Sans données, pas de mesures efficaces pour l’égalité des genres
Les membres de la Commission de l’Égalité des genres ont reçu la Directrice du European Institute for Gender Equality (EIGE), Carlien Scheele, qui leur a présenté les dernières publications de l’agence européenne et a souligné l’importance des données dans la conception de mesures politiques.
Une politique d’égalité des genres fondée sur des données probantes
Depuis 2006, les publications du EIGE sont la boussole à laquelle se fient tant les institutions européennes que les États membres de l’Union européenne (UE) pour dessiner leurs politiques en matière d’égalité des genres et au-delà. C’est notamment sur l’aspect transversal de la problématique de l’égalité des genres que se focalisent les travaux du EIGE, les expertes parlent ainsi du gender mainstreaming, c’est-à-dire la prise en compte de la dimension du genre dans la conception de toute politique publique.
« Behind all data, there is a lived experience. »
Au Luxembourg, l’Observatoire de l’égalité des genres a la charge de collecter les données détenues par l’État et les mettre à disposition des politiques, des professionnels dans le domaine, mais aussi à tout internaute intéressé par la thématique. Le 10 octobre 2024, la Chambre des Députés a décidé de donner une assise légale à cet organe afin de garantir sa pérennité.

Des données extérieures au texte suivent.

//! Frame phase scheduling
//!
//! Two scheduling models behind one interface, chosen by configuration and
//! invisible to node and visitor code:
//!
//! - `SingleThreaded`: update, cull, and draw run sequentially on the
//!   calling thread.
//! - `DrawThreaded`: a dedicated thread owns the graphics context and draws
//!   frame N while the caller updates and culls frame N+1. Two render
//!   queues rotate through a channel rendezvous; the blocking receive in
//!   [`FrameScheduler::acquire_queue`] is the frame-boundary barrier that
//!   keeps cull output for a frame fully built before its draw begins, and
//!   draw finished before the queue is reused.
//!
//! Phase ordering within one frame is enforced by the call sequence itself
//! (the engine culls into the queue it just acquired, then dispatches); no
//! locks are taken inside traversal.

use std::sync::mpsc::{self, Receiver, SyncSender};
use std::thread::JoinHandle;

use crate::config::ThreadingModel;
use crate::render::{draw_queue, DrawStats, GraphicsContext, RenderError, RenderQueue};

enum Inner {
    Single {
        context: GraphicsContext,
        queue: Option<RenderQueue>,
    },
    Threaded {
        work_tx: Option<SyncSender<RenderQueue>>,
        done_rx: Receiver<(RenderQueue, Result<DrawStats, RenderError>)>,
        worker: Option<JoinHandle<()>>,
        spare: Option<RenderQueue>,
        in_flight: usize,
    },
}

/// Owner of the draw side of the frame loop
pub struct FrameScheduler {
    inner: Inner,
}

impl FrameScheduler {
    /// Create a scheduler for the configured threading model
    ///
    /// Under `DrawThreaded` the graphics context moves onto the draw thread
    /// permanently; everything else keeps talking to it through queues.
    pub fn new(model: ThreadingModel, context: GraphicsContext) -> Self {
        match model {
            ThreadingModel::SingleThreaded => Self {
                inner: Inner::Single {
                    context,
                    queue: Some(RenderQueue::new()),
                },
            },
            ThreadingModel::DrawThreaded => {
                let (work_tx, work_rx) = mpsc::sync_channel::<RenderQueue>(1);
                let (done_tx, done_rx) = mpsc::channel();
                let mut context = context;
                let worker = std::thread::Builder::new()
                    .name("draw".into())
                    .spawn(move || {
                        while let Ok(queue) = work_rx.recv() {
                            let result = draw_queue(&queue, &mut context);
                            if done_tx.send((queue, result)).is_err() {
                                break;
                            }
                        }
                    });
                let worker = match worker {
                    Ok(handle) => Some(handle),
                    Err(err) => {
                        log::error!("failed to spawn draw thread: {err}");
                        None
                    }
                };
                Self {
                    inner: Inner::Threaded {
                        work_tx: Some(work_tx),
                        done_rx,
                        worker,
                        spare: Some(RenderQueue::new()),
                        in_flight: 0,
                    },
                }
            }
        }
    }

    /// Obtain an empty queue to cull the next frame into
    ///
    /// Under the threaded model this blocks until a previous frame's draw
    /// has finished when both queues are busy; a draw error from that frame
    /// surfaces here.
    pub fn acquire_queue(&mut self) -> Result<RenderQueue, RenderError> {
        match &mut self.inner {
            Inner::Single { queue, .. } => {
                let mut queue = queue.take().unwrap_or_default();
                queue.reset();
                Ok(queue)
            }
            Inner::Threaded {
                spare,
                done_rx,
                in_flight,
                ..
            } => {
                if let Some(mut queue) = spare.take() {
                    queue.reset();
                    return Ok(queue);
                }
                match done_rx.recv() {
                    Ok((mut queue, result)) => {
                        *in_flight = in_flight.saturating_sub(1);
                        queue.reset();
                        if let Err(err) = result {
                            // keep the queue so the next frame can proceed
                            *spare = Some(queue);
                            return Err(err);
                        }
                        Ok(queue)
                    }
                    Err(_) => {
                        log::error!("draw thread exited; falling back to a fresh queue");
                        Ok(RenderQueue::new())
                    }
                }
            }
        }
    }

    /// Hand a culled queue to the draw side
    ///
    /// Sequential mode draws immediately and returns its stats. Threaded
    /// mode enqueues and returns `None`; the stats of that frame are not
    /// observable until a later barrier.
    pub fn dispatch(&mut self, culled: RenderQueue) -> Result<Option<DrawStats>, RenderError> {
        match &mut self.inner {
            Inner::Single { context, queue } => {
                let stats = draw_queue(&culled, context)?;
                *queue = Some(culled);
                Ok(Some(stats))
            }
            Inner::Threaded {
                work_tx, in_flight, ..
            } => {
                match work_tx.as_ref() {
                    Some(tx) => {
                        if tx.send(culled).is_err() {
                            log::error!("draw thread is gone; frame dropped");
                        } else {
                            *in_flight += 1;
                        }
                    }
                    None => log::error!("scheduler already shut down; frame dropped"),
                }
                Ok(None)
            }
        }
    }

    /// Wait for all in-flight draws to finish
    ///
    /// Returns the stats of the last completed frame, if any completed.
    pub fn flush(&mut self) -> Result<Option<DrawStats>, RenderError> {
        match &mut self.inner {
            Inner::Single { .. } => Ok(None),
            Inner::Threaded {
                done_rx,
                spare,
                in_flight,
                ..
            } => {
                let mut last = None;
                while *in_flight > 0 {
                    match done_rx.recv() {
                        Ok((queue, result)) => {
                            *in_flight -= 1;
                            *spare = Some(queue);
                            last = Some(result?);
                        }
                        Err(_) => break,
                    }
                }
                Ok(last)
            }
        }
    }
}

impl Drop for FrameScheduler {
    fn drop(&mut self) {
        if let Inner::Threaded {
            work_tx, worker, ..
        } = &mut self.inner
        {
            work_tx.take();
            if let Some(worker) = worker.take() {
                if worker.join().is_err() {
                    log::error!("draw thread panicked during shutdown");
                }
            }
        }
    }
}

#[cfg(test)]
mod tests {
    use super::*;
    use crate::foundation::math::{Mat4, Vec3};
    use crate::graph::box_drawable;
    use crate::render::{RecordingDevice, ROOT_BIN};
    use std::sync::Arc;

    fn queue_with_one_leaf(queue: &mut RenderQueue) {
        queue.add_leaf(
            ROOT_BIN,
            Arc::new(box_drawable(Vec3::zeros(), 1.0)),
            Mat4::identity(),
            0.0,
        );
    }

    #[test]
    fn test_single_threaded_draws_inline() {
        let (device, log) = RecordingDevice::new();
        let mut scheduler = FrameScheduler::new(
            ThreadingModel::SingleThreaded,
            GraphicsContext::new(Box::new(device)),
        );

        let mut queue = scheduler.acquire_queue().unwrap();
        queue_with_one_leaf(&mut queue);
        let stats = scheduler.dispatch(queue).unwrap().expect("inline stats");
        assert_eq!(stats.leaves, 1);
        assert_eq!(log.lock().unwrap().draws(), 1);
    }

    #[test]
    fn test_threaded_pipeline_draws_every_frame() {
        let (device, log) = RecordingDevice::new();
        let mut scheduler = FrameScheduler::new(
            ThreadingModel::DrawThreaded,
            GraphicsContext::new(Box::new(device)),
        );

        for _ in 0..4 {
            let mut queue = scheduler.acquire_queue().unwrap();
            queue_with_one_leaf(&mut queue);
            scheduler.dispatch(queue).unwrap();
        }
        let last = scheduler.flush().unwrap();
        assert_eq!(last.map(|s| s.leaves), Some(1));
        assert_eq!(log.lock().unwrap().draws(), 4);
    }

    #[test]
    fn test_threaded_draw_error_surfaces_at_barrier() {
        let (mut device, _log) = RecordingDevice::new();
        device.fail_draws_named.push("bad".into());
        let mut scheduler = FrameScheduler::new(
            ThreadingModel::DrawThreaded,
            GraphicsContext::new(Box::new(device)),
        );

        let mut queue = scheduler.acquire_queue().unwrap();
        queue.add_leaf(
            ROOT_BIN,
            Arc::new(box_drawable(Vec3::zeros(), 1.0).named("bad")),
            Mat4::identity(),
            0.0,
        );
        scheduler.dispatch(queue).unwrap();
        assert!(scheduler.flush().is_err());
    }
}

Durant l’échange de vues, les députés se sont notamment intéressés au concept de la violence économique, forme de violence qui se base sur des contraintes d’ordre économique et financier. En guise d’illustration, les expertes du EIGE citent les résultats du Eurobarometer 2024 selon lesquels 53 % des hommes entre 18 et 24 ans jugent acceptable qu’un homme contrôle les finances de sa femme. Parmi les remèdes proposés : une éducation financière et une sensibilisation plus poussées.
En 2025, le Luxembourg occupait la 9ème place du Gender Equality Index au sein de l’Union européenne. « Les progrès des dix dernières années sont évidents avec un écart salarial sur le revenu par heure inversé et un taux d’emploi féminin élevé » a déclaré Carlien Scheele lors de la présentation face aux députés. « Toutefois, les domaines qui requièrent le plus d’attention sont l’écart de pension entre les genres et la participation des femmes dans les organes décisionnels, que ce soit dans le secteur privé ou dans la sphère politique », a-t-elle encore ajoutée.
Un constat qui persiste dans toute l’UE est celui de l’écart dans la répartition du travail du care, c’est-à-dire la prise en charge des personnes et des choses. Une étude du EIGE de 2024 montre que 41 % des femmes contre 20 % des hommes sondés passent plus de 35 heures par semaine à prendre soin d’enfants propres entre 0 et 11 ans. Cette disparité au niveau de la prise en charge des propres enfants engendre une capacité restreinte d’occuper un emploi à temps plein, ce qui, à son tour, limite l’indépendance financière potentielle des femmes et contribue à leur vulnérabilité envers des violences économiques.
La conclusion commune des députés, de la Ministre ainsi que de la directrice du EIGE coule de source : les progrès sont évidents, mais on est encore loin d’une égalité des genres complète.